The IMF, which acts on behalf of 183 member nations, arranged two emergency loan packages totaling $22 billion for De la Rua’s government. But it declined to provide a requested $1.2 billion installment this month, citing Argentina’s inability to abide by the terms of the loan arrangement.

Argentina’s downward spiral reflects two fundamental problems, experts say.

After a debilitating experience with hyperinflation, the country decided 10 years ago to peg its peso to the dollar with a fixed, one-to-one exchange rate. The inflation problem was cured, but the government lost the ability to respond to economic downturns by lowering interest rates or printing more pesos. As the dollar strengthened in recent years, Argentina’s exports became uncompetitive, its economy staggered, and unemployment shot through the roof.
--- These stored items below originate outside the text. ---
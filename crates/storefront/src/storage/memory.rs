//! In-memory storage backend.

use std::collections::HashMap;
use std::sync::{Arc, Mutex, MutexGuard, PoisonError};

use super::{KeyValueStore, RepositoryError};

/// Shared in-memory key/value map.
///
/// Clones share the same map, so a second set of stores built on a clone
/// sees everything the first set persisted (like reopening a browser tab).
#[derive(Debug, Clone, Default)]
pub struct MemoryStore {
    entries: Arc<Mutex<HashMap<String, String>>>,
}

impl MemoryStore {
    /// Create an empty store.
    #[must_use]
    pub fn new() -> Self {
        Self::default()
    }

    /// Number of keys currently stored.
    #[must_use]
    pub fn len(&self) -> usize {
        self.entries().len()
    }

    /// Whether nothing is stored.
    #[must_use]
    pub fn is_empty(&self) -> bool {
        self.entries().is_empty()
    }

    fn entries(&self) -> MutexGuard<'_, HashMap<String, String>> {
        // A panic while holding the lock cannot leave a half-written entry.
        self.entries.lock().unwrap_or_else(PoisonError::into_inner)
    }
}

impl KeyValueStore for MemoryStore {
    fn get(&self, key: &str) -> Result<Option<String>, RepositoryError> {
        Ok(self.entries().get(key).cloned())
    }

    fn set(&self, key: &str, value: &str) -> Result<(), RepositoryError> {
        self.entries().insert(key.to_owned(), value.to_owned());
        Ok(())
    }

    fn remove(&self, key: &str) -> Result<(), RepositoryError> {
        self.entries().remove(key);
        Ok(())
    }
}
Meanwhile, Buenos Aires and its provinces had begun running up sizable deficits to finance government programs and public employee salaries and pensions. The budget shortfalls forced the government to borrow billions of dollars on international financial markets. When recession struck, revenues fell, interest rates soared, and the government found itself unable to make required debt payments without IMF-arranged emergency loans.

One traditional way to relieve the kind of pressure bearing down on Argentina is to devalue the currency, which would boost exports and thus stimulate economic growth. But the dollar-peso link has become deeply embedded in Argentina’s economy: Most Argentines are paid in pesos, but their debts are denominated in dollars. If the peso is devalued, debt payments will balloon and bankruptcies will multiply.

“It was clear the system wasn’t working anymore, but it was also clear that fixing it had very high costs,” said Brookings Institution economist Carol Graham, a former advisor to the Inter-American Development Bank. “It was a question of when and not whether with Argentina.”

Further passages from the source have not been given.